Debate sobre os impactos da pandemia na educação brasileira
Enviada em 21/04/2022
Aristóteles afirmou que a educação tem raízes amargas, mas seus frutos são doces. Apesar da importância inequívoca dela desde o início da civilização, hodiernamente, o ensino não tem o devido reconhecimento, visto que foram consideráveis os entraves na educação juvenil no pós-pandemia do Corona vírus no Brasil. Assim, cabe analisar a gênese e os impactos dessa problemática.
Primeiramente, no filme “O menino que descobriu o vento” um estudante esforça-se para construir uma turbina e levar água para sua comunidade. No Brasil, atitudes como essas não são raras, já que a estrutura educacional vigente disponível é precária.
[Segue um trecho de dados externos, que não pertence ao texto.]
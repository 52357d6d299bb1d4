//! REST client for OpenAI-compatible chat completion services.
//!
//! Defaults to the DeepSeek API but works against any service that speaks
//! `POST {base_url}/v1/chat/completions` with bearer authentication.
//!
//! # Example
//!
//! ```rust,ignore
//! use chat_client::{ChatClient, GenerationOptions};
//!
//! let client = ChatClient::from_env()?;
//!
//! let text = client
//!     .generate_text("Summarize: red | large | red", &GenerationOptions::for_refinement())
//!     .await?;
//! ```

pub mod error;
pub mod types;

pub use error::{GenerationError, Result};
pub use types::*;

use std::time::Duration;

use reqwest::{header, Client};
use tracing::{debug, info, warn};

/// Default service root.
pub const DEFAULT_BASE_URL: &str = "https://api.deepseek.com";

/// Chat completion client.
#[derive(Clone)]
pub struct ChatClient {
    http_client: Client,
    api_key: String,
    base_url: String,
}

impl ChatClient {
    /// Create a new client with the given API key.
    pub fn new(api_key: impl Into<String>) -> Self {
        Self {
            http_client: Client::new(),
            api_key: api_key.into(),
            base_url: DEFAULT_BASE_URL.to_string(),
        }
    }

    /// Create from `DEEPSEEK_API_KEY` (and optional `DEEPSEEK_BASE_URL`).
    pub fn from_env() -> Result<Self> {
        let api_key = std::env::var("DEEPSEEK_API_KEY")
            .ok()
            .filter(|key| !key.trim().is_empty())
            .ok_or_else(|| GenerationError::Config("DEEPSEEK_API_KEY not set".into()))?;

        let client = Self::new(api_key);
        Ok(match std::env::var("DEEPSEEK_BASE_URL") {
            Ok(url) => client.with_base_url(url),
            Err(_) => client,
        })
    }

    /// Set a custom base URL (proxies, self-hosted gateways, test stubs).
    pub fn with_base_url(mut self, url: impl Into<String>) -> Self {
        self.base_url = url.into().trim_end_matches('/').to_string();
        self
    }

    /// Bound every request by `timeout`.
    pub fn with_timeout(mut self, timeout: Duration) -> Result<Self> {
        self.http_client = Client::builder()
            .timeout(timeout)
            .build()
            .map_err(|e| GenerationError::Config(format!("Failed to build HTTP client: {}", e)))?;
        Ok(self)
    }

    /// Get the base URL.
    pub fn base_url(&self) -> &str {
        &self.base_url
    }

    fn completions_url(&self) -> String {
        format!("{}/v1/chat/completions", self.base_url)
    }

    /// Chat completion.
    ///
    /// Sends the request once and returns the first choice's content as-is.
    pub async fn chat_completion(&self, request: &ChatRequest) -> Result<ChatResponse> {
        let start = std::time::Instant::now();

        let response = self
            .http_client
            .post(self.completions_url())
            .header(header::AUTHORIZATION, format!("Bearer {}", self.api_key))
            .header(header::CONTENT_TYPE, "application/json")
            .json(request)
            .send()
            .await
            .map_err(|e| {
                warn!(error = %e, "Chat completion request failed");
                GenerationError::Network(e.to_string())
            })?;

        let status = response.status();
        if !status.is_success() {
            let body = response.text().await.unwrap_or_default();
            warn!(status = %status, error = %body, "Chat completion API error");
            return Err(GenerationError::Status {
                status: status.as_u16(),
                body,
            });
        }

        let body = response
            .text()
            .await
            .map_err(|e| GenerationError::Network(e.to_string()))?;

        let chat_response: types::ChatResponseRaw =
            serde_json::from_str(&body).map_err(|e| GenerationError::Parse(e.to_string()))?;

        let content = chat_response
            .choices
            .into_iter()
            .next()
            .map(|c| c.message.content.unwrap_or_default())
            .ok_or(GenerationError::EmptyChoices)?;

        debug!(
            model = %request.model,
            duration_ms = start.elapsed().as_millis(),
            "Chat completion"
        );

        Ok(ChatResponse {
            content,
            usage: chat_response.usage,
        })
    }

    /// Generate text for a single prompt.
    ///
    /// Returns the first choice's content trimmed of surrounding whitespace.
    pub async fn generate_text(&self, prompt: &str, options: &GenerationOptions) -> Result<String> {
        info!(model = %options.model, prompt_length = prompt.len(), "Calling generation service");

        let request = ChatRequest::from_prompt(prompt, options);
        let response = self.chat_completion(&request).await?;

        info!(
            model = %options.model,
            response_length = response.content.len(),
            "Generation service call succeeded"
        );

        Ok(response.content.trim().to_string())
    }

    /// Generate text for several prompts, one call at a time.
    ///
    /// A failed prompt leaves `None` in its slot; the rest of the batch still runs.
    pub async fn batch_generate(
        &self,
        prompts: &[&str],
        options: &GenerationOptions,
    ) -> Vec<Option<String>> {
        let mut results = Vec::with_capacity(prompts.len());

        for (i, prompt) in prompts.iter().enumerate() {
            info!(index = i + 1, total = prompts.len(), "Processing prompt");
            match self.generate_text(prompt, options).await {
                Ok(text) => results.push(Some(text)),
                Err(e) => {
                    warn!(index = i + 1, error = %e, "Prompt failed");
                    results.push(None);
                }
            }
        }

        results
    }
}
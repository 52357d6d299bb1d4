//! Locating the product-description cells in an uploaded table.

use thiserror::Error;
use tracing::{error, info};

use crate::common::{Cell, Table};

/// Fixed rectangular region: one column, from `start_row` to the last row.
#[derive(Debug, Clone, Copy, PartialEq, Eq)]
pub struct Region {
    /// 0-indexed body row where the region starts
    pub start_row: usize,
    /// 0-indexed column
    pub column: usize,
}

/// Product descriptions live in column F from cell F17 down in the order template.
pub const DESCRIPTION_REGION: Region = Region {
    start_row: 16,
    column: 5,
};

#[derive(Debug, Clone, PartialEq, Eq, Error)]
pub enum ExtractionError {
    #[error("Cannot read product descriptions: table has {rows} rows, at least {required} required")]
    TooFewRows { rows: usize, required: usize },

    #[error("Cannot read product descriptions: table has {columns} columns, at least {required} required")]
    TooFewColumns { columns: usize, required: usize },
}

/// Extract the product-description cells from [`DESCRIPTION_REGION`].
pub fn extract(table: &Table) -> Result<Vec<Cell>, ExtractionError> {
    extract_region(table, DESCRIPTION_REGION)
}

/// Extract the non-empty cells of `region`, top to bottom.
pub fn extract_region(table: &Table, region: Region) -> Result<Vec<Cell>, ExtractionError> {
    if table.row_count() < region.start_row {
        error!(
            rows = table.row_count(),
            start_row = region.start_row,
            "Description region starts below the last row"
        );
        return Err(ExtractionError::TooFewRows {
            rows: table.row_count(),
            required: region.start_row,
        });
    }

    if table.column_count() <= region.column {
        error!(
            columns = table.column_count(),
            column = region.column,
            "Description column is outside the table"
        );
        return Err(ExtractionError::TooFewColumns {
            columns: table.column_count(),
            required: region.column + 1,
        });
    }

    let cells: Vec<Cell> = (region.start_row..table.row_count())
        .filter_map(|row| table.cell(row, region.column))
        .filter(|cell| !cell.is_empty())
        .cloned()
        .collect();

    info!(count = cells.len(), "Extracted product description cells");

    Ok(cells)
}

#[cfg(test)]
mod tests {
    use super::*;

    fn table_with_column_f(rows: usize, values: &[(usize, Cell)]) -> Table {
        let mut body = vec![vec![Cell::Empty; 6]; rows];
        for (row, cell) in values {
            body[*row][5] = cell.clone();
        }
        Table::new(vec!["header".to_string(); 6], body)
    }

    #[test]
    fn extracts_from_row_sixteen_down_skipping_empties() {
        let table = table_with_column_f(
            19,
            &[
                (15, Cell::from("above the region")),
                (16, Cell::from("red | large")),
                (17, Cell::from("blue | small | new")),
                (18, Cell::Empty),
            ],
        );

        let cells = extract(&table).unwrap();

        assert_eq!(
            cells,
            vec![Cell::from("red | large"), Cell::from("blue | small | new")]
        );
    }

    #[test]
    fn keeps_non_text_cells() {
        let table = table_with_column_f(18, &[(16, Cell::Int(7)), (17, Cell::Float(1.5))]);

        assert_eq!(extract(&table).unwrap(), vec![Cell::Int(7), Cell::Float(1.5)]);
    }

    #[test]
    fn too_few_rows_is_an_error() {
        let table = table_with_column_f(15, &[]);

        assert_eq!(
            extract(&table),
            Err(ExtractionError::TooFewRows {
                rows: 15,
                required: 16
            })
        );
    }

    #[test]
    fn exactly_sixteen_rows_is_an_empty_region() {
        let table = table_with_column_f(16, &[]);

        assert_eq!(extract(&table), Ok(vec![]));
    }

    #[test]
    fn too_few_columns_is_an_error() {
        let table = Table::new(vec!["a".into(); 5], vec![vec![Cell::from("x"); 5]; 20]);

        assert_eq!(
            extract(&table),
            Err(ExtractionError::TooFewColumns {
                columns: 5,
                required: 6
            })
        );
    }

    #[test]
    fn custom_region() {
        let table = Table::new(
            vec!["a".into(), "b".into()],
            vec![
                vec![Cell::from("x"), Cell::from("skip")],
                vec![Cell::from("y"), Cell::from("keep")],
            ],
        );

        let cells = extract_region(&table, Region { start_row: 1, column: 1 }).unwrap();

        assert_eq!(cells, vec![Cell::from("keep")]);
    }
}
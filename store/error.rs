use thiserror::Error;

/// Errors surfaced by the durable meta store.
#[derive(Debug, Error)]
pub enum StoreError {
    #[error("could not connect to {uri}")]
    Connect {
        uri: String,
        #[source]
        source: sqlx::Error,
    },
    /// The referenced collection does not exist. During a migration batch
    /// this means the migration set is inconsistent with the target store,
    /// which is fatal and not retryable.
    #[error("collection {0:?} not found")]
    CollectionNotFound(String),
    /// Another batch holds the advisory lock. Callers may retry later; they
    /// must never block waiting for it.
    #[error("another migration batch holds the lock")]
    Locked,
    #[error("could not encode or decode a stored collection")]
    Encoding(#[from] serde_json::Error),
    /// Transient or permanent storage failure. Retried by the operator, not
    /// automatically: retry safety depends on the interrupted transform.
    #[error("storage failure")]
    Persistence(#[from] sqlx::Error),
}
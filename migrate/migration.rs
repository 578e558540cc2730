use std::fmt;

use futures::future::BoxFuture;
use strata_store::MetaStore;

use crate::error::Result;

/// Identifier of a migration: unique and totally ordered.
///
/// By convention this is `<unix-timestamp>_<label>`, so the lexicographic
/// order used here is also chronological. The engine only relies on the
/// ordering and uniqueness, not on the timestamp convention.
#[derive(Debug, Clone, PartialEq, Eq, PartialOrd, Ord, Hash)]
pub struct MigrationId(String);

impl MigrationId {
    pub fn new(id: impl Into<String>) -> Self {
        Self(id.into())
    }

    pub fn as_str(&self) -> &str {
        &self.0
    }
}

impl fmt::Display for MigrationId {
    fn fmt(&self, f: &mut fmt::Formatter<'_>) -> fmt::Result {
        f.write_str(&self.0)
    }
}

impl From<&str> for MigrationId {
    fn from(id: &str) -> Self {
        Self(id.to_owned())
    }
}

impl From<String> for MigrationId {
    fn from(id: String) -> Self {
        Self(id)
    }
}

/// One direction of a migration. The store handle is passed explicitly; there
/// is no ambient "current app" context.
pub type Transform = for<'a> fn(&'a MetaStore) -> BoxFuture<'a, Result<()>>;

/// A versioned, reversible schema transformation.
///
/// `down` is expected to undo `up` for the fields and rules it touches. That
/// symmetry is the author's contract; the engine enforces ordering,
/// uniqueness and at-most-once application, not semantic inversibility.
#[derive(Debug)]
pub struct Migration {
    pub id: MigrationId,
    pub up: Transform,
    pub down: Transform,
}

impl Migration {
    pub fn new(id: impl Into<MigrationId>, up: Transform, down: Transform) -> Self {
        Self { id: id.into(), up, down }
    }
}
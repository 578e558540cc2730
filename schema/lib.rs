pub mod collection;
pub mod error;
pub mod field;

pub use collection::{Collection, RuleKind};
pub use error::SchemaError;
pub use field::{Field, FieldType};
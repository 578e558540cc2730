//! Meta table definitions.
//!
//! Collections, migration records and the advisory lock all live in the same
//! durable medium, so "what the store thinks is applied" cannot drift from
//! the schema that is actually stored.

use sea_query::{ColumnDef, Iden, Table, TableCreateStatement};

#[derive(Iden)]
pub enum Collections {
    Table,
    CollectionId,
    Name,
    Data,
}

#[derive(Iden)]
pub enum Migrations {
    Table,
    MigrationId,
    Applied,
}

#[derive(Iden)]
pub enum MigrationLock {
    Table,
    LockId,
    Acquired,
}

pub fn tables() -> Vec<TableCreateStatement> {
    vec![
        Table::create()
            .table(Collections::Table)
            .if_not_exists()
            .col(ColumnDef::new(Collections::CollectionId).text().not_null().primary_key())
            .col(ColumnDef::new(Collections::Name).text().not_null().unique_key())
            .col(ColumnDef::new(Collections::Data).text().not_null())
            .to_owned(),
        Table::create()
            .table(Migrations::Table)
            .if_not_exists()
            .col(ColumnDef::new(Migrations::MigrationId).text().not_null().primary_key())
            .col(ColumnDef::new(Migrations::Applied).big_integer().not_null())
            .to_owned(),
        Table::create()
            .table(MigrationLock::Table)
            .if_not_exists()
            .col(ColumnDef::new(MigrationLock::LockId).text().not_null().primary_key())
            .col(ColumnDef::new(MigrationLock::Acquired).big_integer().not_null())
            .to_owned(),
    ]
}
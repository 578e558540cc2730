use anyhow::Result;
use clap::{Parser, Subcommand};
use strata_migrate::Runner;
use strata_store::MetaStore;

mod migrations;

#[derive(Parser, Debug)]
#[command(name = "strata", version, about = "Schema migrations for collection stores")]
struct Opt {
    /// Database URI.
    #[arg(long, global = true, default_value = "sqlite://strata.db?mode=rwc")]
    db_uri: String,
    /// Size of the database connection pool.
    #[arg(long, global = true, default_value_t = 1)]
    nr_connections: u32,
    #[command(subcommand)]
    cmd: Cmd,
}

#[derive(Subcommand, Debug)]
enum Cmd {
    /// Apply all pending migrations.
    Up,
    /// Roll back the most recently applied migrations.
    Down {
        /// How many migrations to roll back.
        #[arg(long, default_value_t = 1)]
        count: usize,
    },
    /// List applied migrations.
    History,
    /// Clear an advisory lock left behind by a crashed batch.
    Unlock,
}

async fn run(opt: Opt) -> Result<()> {
    let store = MetaStore::connect(&opt.db_uri, opt.nr_connections).await?;
    store.create_tables().await?;
    let set = migrations::set()?;

    match opt.cmd {
        Cmd::Up => {
            let report = Runner::new(&store, &set).up().await?;
            if report.migrations.is_empty() {
                println!("no pending migrations");
            }
            for id in &report.migrations {
                println!("applied {}", id);
            }
        }
        Cmd::Down { count } => {
            let report = Runner::new(&store, &set).down(count).await?;
            if report.migrations.is_empty() {
                println!("nothing to roll back");
            }
            for id in &report.migrations {
                println!("rolled back {}", id);
            }
        }
        Cmd::History => {
            for record in store.applied_migrations().await? {
                println!("{}\t{}", record.applied, record.id);
            }
        }
        Cmd::Unlock => {
            store.release_lock().await?;
            println!("migration lock cleared");
        }
    }
    Ok(())
}

#[tokio::main]
async fn main() {
    env_logger::init();
    let opt = Opt::parse();
    if let Err(err) = run(opt).await {
        eprintln!("error: {:#}", err);
        std::process::exit(1);
    }
}
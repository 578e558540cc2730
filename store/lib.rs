pub mod error;
pub mod meta;
mod schema;

pub use error::StoreError;
pub use meta::{MetaStore, MigrationRecord};
use std::collections::HashSet;

use log::{info, warn};
use strata_store::MetaStore;

use crate::error::{Error, Result};
use crate::migration::MigrationId;
use crate::set::MigrationSet;

#[derive(Debug, Copy, Clone, PartialEq, Eq)]
pub enum Direction {
    Up,
    Down,
}

/// Outcome of a completed batch.
#[derive(Debug)]
pub struct Report {
    pub direction: Direction,
    pub migrations: Vec<MigrationId>,
}

/// Orchestrates one migration batch against a store.
///
/// A batch is strictly sequential: the runner holds the store's advisory lock
/// from before the first migration until after the last, and a second runner
/// observing the lock fails fast instead of waiting. Each migration either
/// completes or halts the batch; nothing applied earlier in the batch is
/// undone on failure.
#[derive(Debug)]
pub struct Runner<'a> {
    store: &'a MetaStore,
    set: &'a MigrationSet,
}

impl<'a> Runner<'a> {
    pub fn new(store: &'a MetaStore, set: &'a MigrationSet) -> Self {
        Self { store, set }
    }

    /// Applies every pending migration in ascending id order, recording each
    /// success before moving to the next.
    pub async fn up(&self) -> Result<Report> {
        self.store.acquire_lock().await?;
        let result = self.up_locked().await;
        self.unlock(result).await
    }

    /// Rolls back the `count` most recently applied migrations, most recent
    /// first, deleting each record on success.
    pub async fn down(&self, count: usize) -> Result<Report> {
        self.store.acquire_lock().await?;
        let result = self.down_locked(count).await;
        self.unlock(result).await
    }

    // The lock is released on every exit path. A release failure on an
    // otherwise successful batch is still an error; after a failed batch the
    // original error wins and the release failure is only logged.
    async fn unlock(&self, result: Result<Report>) -> Result<Report> {
        match (result, self.store.release_lock().await) {
            (Ok(report), Ok(())) => Ok(report),
            (Ok(_), Err(release_err)) => Err(release_err.into()),
            (Err(err), Ok(())) => Err(err),
            (Err(err), Err(release_err)) => {
                warn!("could not release the migration lock: {}", release_err);
                Err(err)
            }
        }
    }

    async fn up_locked(&self) -> Result<Report> {
        let applied: HashSet<String> = self
            .store
            .applied_migrations()
            .await?
            .into_iter()
            .map(|record| record.id)
            .collect();

        let mut migrations = Vec::new();
        for migration in self.set.iter() {
            // at-most-once: an id with a record never runs again
            if applied.contains(migration.id.as_str()) {
                continue;
            }
            info!("applying migration {}", migration.id);
            (migration.up)(self.store).await.map_err(|source| Error::Apply {
                id: migration.id.clone(),
                source: Box::new(source),
            })?;
            self.store
                .record_applied(migration.id.as_str())
                .await
                .map_err(|source| Error::Inconsistent { id: migration.id.clone(), source })?;
            migrations.push(migration.id.clone());
        }

        info!("applied {} migration(s)", migrations.len());
        Ok(Report { direction: Direction::Up, migrations })
    }

    async fn down_locked(&self, count: usize) -> Result<Report> {
        let applied = self.store.applied_migrations().await?;

        let mut migrations = Vec::new();
        for record in applied.iter().rev().take(count) {
            let id = MigrationId::from(record.id.as_str());
            let migration = self
                .set
                .get(&id)
                .ok_or_else(|| Error::UnknownMigration(id.clone()))?;
            info!("rolling back migration {}", migration.id);
            (migration.down)(self.store).await.map_err(|source| Error::Revert {
                id: migration.id.clone(),
                source: Box::new(source),
            })?;
            self.store
                .delete_record(migration.id.as_str())
                .await
                .map_err(|source| Error::Inconsistent { id: migration.id.clone(), source })?;
            migrations.push(migration.id.clone());
        }

        info!("rolled back {} migration(s)", migrations.len());
        Ok(Report { direction: Direction::Down, migrations })
    }
}
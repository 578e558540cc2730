use thiserror::Error;

/// Errors raised by pure schema mutations.
///
/// All of these indicate either schema drift (a migration meets a collection
/// in an unexpected shape) or a bug in a migration definition. The runner
/// treats every variant as fatal for the current batch.
#[derive(Debug, Clone, PartialEq, Eq, Error)]
pub enum SchemaError {
    #[error("duplicate field id {id:?}")]
    DuplicateFieldId { id: String },
    #[error("duplicate field name {name:?}")]
    DuplicateFieldName { name: String },
    #[error("field index {index} is out of range for {len} fields")]
    IndexOutOfRange { index: usize, len: usize },
    #[error("field {id:?} not found")]
    FieldNotFound { id: String },
}
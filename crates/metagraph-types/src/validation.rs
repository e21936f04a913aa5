//! Entity validation against resolved types.
//!
//! The validator checks one entity's attribute values against a committed
//! class: required attributes, multiplicity bounds, data type shape, unique
//! values and set semantics. Cross-entity uniqueness belongs to storage.

use std::collections::{BTreeMap, HashMap};

use chrono::{DateTime, NaiveDate};

use crate::error::ValidationError;
use crate::registry::TypeSnapshot;
use crate::types::{AttributeDefinition, DataTypeRef, PrimitiveType, ResolvedType, TypeCategory};
use crate::value::Value;

/// Validate an entity's values against a class in `snapshot`.
///
/// Returns every violation found, attributes in name order followed by
/// unknown fields in name order.
pub fn validate_entity(
    snapshot: &TypeSnapshot,
    type_name: &str,
    values: &HashMap<String, Value>,
) -> Vec<ValidationError> {
    EntityValidator::new(snapshot).validate(type_name, values)
}

/// Validator bound to one snapshot.
pub struct EntityValidator<'a> {
    snapshot: &'a TypeSnapshot,
}

impl<'a> EntityValidator<'a> {
    /// Create a validator over a snapshot.
    pub fn new(snapshot: &'a TypeSnapshot) -> Self {
        Self { snapshot }
    }

    /// Validate one entity's values against the class `type_name`.
    pub fn validate(&self, type_name: &str, values: &HashMap<String, Value>) -> Vec<ValidationError> {
        let mut errors = Vec::new();

        let Some(resolved) = self.snapshot.get_type(type_name) else {
            if self.snapshot.get_enum(type_name).is_some() {
                errors.push(ValidationError::NotInstantiable {
                    type_name: type_name.to_string(),
                    category: TypeCategory::Enum,
                });
            } else {
                errors.push(ValidationError::UnknownType {
                    type_name: type_name.to_string(),
                });
            }
            return errors;
        };
        if resolved.category() != TypeCategory::Class {
            errors.push(ValidationError::NotInstantiable {
                type_name: type_name.to_string(),
                category: resolved.category(),
            });
            return errors;
        }

        let fields: BTreeMap<&str, &Value> = values.iter().map(|(k, v)| (k.as_str(), v)).collect();
        self.check_fields(resolved, &fields, &mut errors);
        errors
    }

    fn check_fields(
        &self,
        resolved: &ResolvedType,
        fields: &BTreeMap<&str, &Value>,
        errors: &mut Vec<ValidationError>,
    ) {
        for attr in resolved.attributes().values() {
            let value = fields.get(attr.name()).copied().unwrap_or(&Value::Null);
            self.check_attribute(resolved.name(), attr, value, errors);
        }

        for name in fields.keys() {
            if resolved.attribute(name).is_none() {
                errors.push(ValidationError::UnknownAttribute {
                    type_name: resolved.name().to_string(),
                    attribute: name.to_string(),
                });
            }
        }
    }

    fn check_attribute(
        &self,
        type_name: &str,
        attr: &AttributeDefinition,
        value: &Value,
        errors: &mut Vec<ValidationError>,
    ) {
        if value.is_null() {
            if attr.is_required() {
                errors.push(ValidationError::MissingRequired {
                    type_name: type_name.to_string(),
                    attribute: attr.name().to_string(),
                });
            }
            return;
        }

        let data_type = DataTypeRef::parse(attr.data_type_name());
        let multiplicity = attr.multiplicity();
        let ctx = Context {
            type_name,
            attribute: attr.name(),
        };

        let elements: Vec<&Value> = if multiplicity.is_many() {
            let elements: Vec<&Value> = match value {
                Value::Array(items) => items.iter().collect(),
                single => vec![single],
            };
            if !multiplicity.admits(elements.len()) {
                errors.push(ctx.multiplicity(elements.len(), multiplicity.to_string()));
            }
            if multiplicity.is_unique() && has_duplicates(&elements) {
                errors.push(ValidationError::DuplicateElements {
                    type_name: type_name.to_string(),
                    attribute: attr.name().to_string(),
                });
            }
            for element in &elements {
                self.check_value(&ctx, data_type.element(), element, errors);
            }
            elements
        } else {
            match (value, &data_type) {
                // An array is a shape error for a scalar, whatever its length.
                (Value::Array(_), dt) if !dt.is_collection() => {
                    errors.push(ctx.mismatch(dt, value));
                    return;
                }
                _ => self.check_value(&ctx, &data_type, value, errors),
            }
            vec![value]
        };

        if attr.is_unique() && elements.iter().any(|v| v.is_blank()) {
            errors.push(ValidationError::InvalidUniqueValue {
                type_name: type_name.to_string(),
                attribute: attr.name().to_string(),
            });
        }
    }

    fn check_value(
        &self,
        ctx: &Context<'_>,
        data_type: &DataTypeRef,
        value: &Value,
        errors: &mut Vec<ValidationError>,
    ) {
        match data_type {
            DataTypeRef::Primitive(primitive) => {
                // Nulls inside collections are left to the unique check.
                if !value.is_null() && !primitive_accepts(*primitive, value) {
                    errors.push(ctx.mismatch(data_type, value));
                }
            }
            DataTypeRef::Array(element) => match value {
                Value::Array(items) => {
                    for item in items {
                        self.check_value(ctx, element, item, errors);
                    }
                }
                other => errors.push(ctx.mismatch(data_type, other)),
            },
            DataTypeRef::Map(key, entry) => match value {
                Value::Struct(fields) => {
                    for (k, v) in fields {
                        if !self.map_key_accepted(key, k) {
                            errors.push(ctx.mismatch(key, &Value::String(k.clone())));
                        }
                        self.check_value(ctx, entry, v, errors);
                    }
                }
                other => errors.push(ctx.mismatch(data_type, other)),
            },
            DataTypeRef::Named(name) => self.check_named(ctx, data_type, name, value, errors),
        }
    }

    fn check_named(
        &self,
        ctx: &Context<'_>,
        data_type: &DataTypeRef,
        name: &str,
        value: &Value,
        errors: &mut Vec<ValidationError>,
    ) {
        if let Some(enum_type) = self.snapshot.get_enum(name) {
            let accepted = match value {
                Value::String(s) => enum_type.contains(s),
                Value::Int(i) => u32::try_from(*i)
                    .map(|ordinal| enum_type.value_by_ordinal(ordinal).is_ok())
                    .unwrap_or(false),
                _ => false,
            };
            if !accepted {
                errors.push(ctx.mismatch(data_type, value));
            }
            return;
        }

        let Some(resolved) = self.snapshot.get_type(name) else {
            errors.push(ctx.mismatch(data_type, value));
            return;
        };
        match value {
            Value::Reference(id) | Value::String(id) if !id.trim().is_empty() => {}
            Value::Struct(fields) => {
                let fields: BTreeMap<&str, &Value> =
                    fields.iter().map(|(k, v)| (k.as_str(), v)).collect();
                self.check_fields(resolved, &fields, errors);
            }
            other => errors.push(ctx.mismatch(data_type, other)),
        }
    }

    fn map_key_accepted(&self, key: &DataTypeRef, k: &str) -> bool {
        match key {
            DataTypeRef::Named(name) => self
                .snapshot
                .get_enum(name)
                .map_or(true, |e| e.contains(k)),
            _ => true,
        }
    }
}

struct Context<'a> {
    type_name: &'a str,
    attribute: &'a str,
}

impl Context<'_> {
    fn mismatch(&self, expected: &DataTypeRef, found: &Value) -> ValidationError {
        ValidationError::TypeMismatch {
            type_name: self.type_name.to_string(),
            attribute: self.attribute.to_string(),
            expected: expected.to_string(),
            found: found.kind().to_string(),
        }
    }

    fn multiplicity(&self, count: usize, expected: String) -> ValidationError {
        ValidationError::MultiplicityViolation {
            type_name: self.type_name.to_string(),
            attribute: self.attribute.to_string(),
            count,
            expected,
        }
    }
}

fn primitive_accepts(primitive: PrimitiveType, value: &Value) -> bool {
    match (primitive, value) {
        (PrimitiveType::Boolean, Value::Bool(_)) => true,
        (PrimitiveType::Byte, Value::Int(i)) => i8::try_from(*i).is_ok(),
        (PrimitiveType::Short, Value::Int(i)) => i16::try_from(*i).is_ok(),
        (PrimitiveType::Int, Value::Int(i)) => i32::try_from(*i).is_ok(),
        (PrimitiveType::Long | PrimitiveType::BigInteger, Value::Int(_)) => true,
        (PrimitiveType::BigInteger, Value::String(s)) => is_integer_literal(s),
        (PrimitiveType::Float | PrimitiveType::Double | PrimitiveType::BigDecimal, Value::Int(_)) => {
            true
        }
        (PrimitiveType::Float | PrimitiveType::Double | PrimitiveType::BigDecimal, Value::Float(f)) => {
            f.is_finite() || primitive != PrimitiveType::BigDecimal
        }
        (PrimitiveType::BigDecimal, Value::String(s)) => {
            s.parse::<f64>().map_or(false, |f| f.is_finite())
        }
        (PrimitiveType::Date, Value::Int(_)) => true,
        (PrimitiveType::Date, Value::String(s)) => {
            DateTime::parse_from_rfc3339(s).is_ok()
                || NaiveDate::parse_from_str(s, "%Y-%m-%d").is_ok()
        }
        (PrimitiveType::String, Value::String(_)) => true,
        _ => false,
    }
}

fn is_integer_literal(s: &str) -> bool {
    let digits = s.strip_prefix(['-', '+']).unwrap_or(s);
    !digits.is_empty() && digits.bytes().all(|b| b.is_ascii_digit())
}

fn has_duplicates(elements: &[&Value]) -> bool {
    elements
        .iter()
        .enumerate()
        .any(|(i, a)| elements[..i].contains(a))
}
No entanto, com a pandemia de COVID-19 esse cenário intensificou-se e aumentou-se o abismo pedagógico existentes nas escolas. Por exemplo, para adequar-se a essa nova realidade, cidades pequenas tiveram que usar o rádio para continuar as aulas. Logo, urge reverter essa conjuntura injusta.
Ademais, no documentário da Netflix “Educação Americana” são expostos métodos fraudulentos que ricos utilizam para conseguir vagas nas melhores universidades. Nesse viés, inequidades como essas podem ser observadas ao relatar estudantes que tiveram seus horários adiantados às segundas-feiras devido à interrupção da alimentação escolar. Segundo a Organização das Nações Unidas, um bilhão de discentes foram prejudicados com a suspensão das aulas presenciais com essa crise inesperada e sem precedentes. Além disso, houve aumentos nos casos de problemas psicológicos, uma vez que alunos, sobretudo mais vulneráveis economicamente, tiveram que se organizar por conta própria e, com isso, foram ainda mais pressionados. Então, é mister erradicar esses contrastes educacionais.
Destarte, é necessário superar os obstáculos deixados aos jovens estudantes pela pandemia de COVID-19, pois Bacon definiu que conhecimento é poder. Para isso, o Ministério da Ciência e Tecnologia deve disponibilizar a infraestrutura adequada, por meio de parcerias com empresas, mormente as tecnológicas. Paralelamente, o Ministério da Educação deve treinar os educadores para o uso de modernos dispositivos educativos, mediante cursos, especialmente a distância para que o projeto tenha cobertura completa do território brasileiro. Só assim, os produtos da educação serão tão adocicados quanto a ambrosia dos deuses gregos.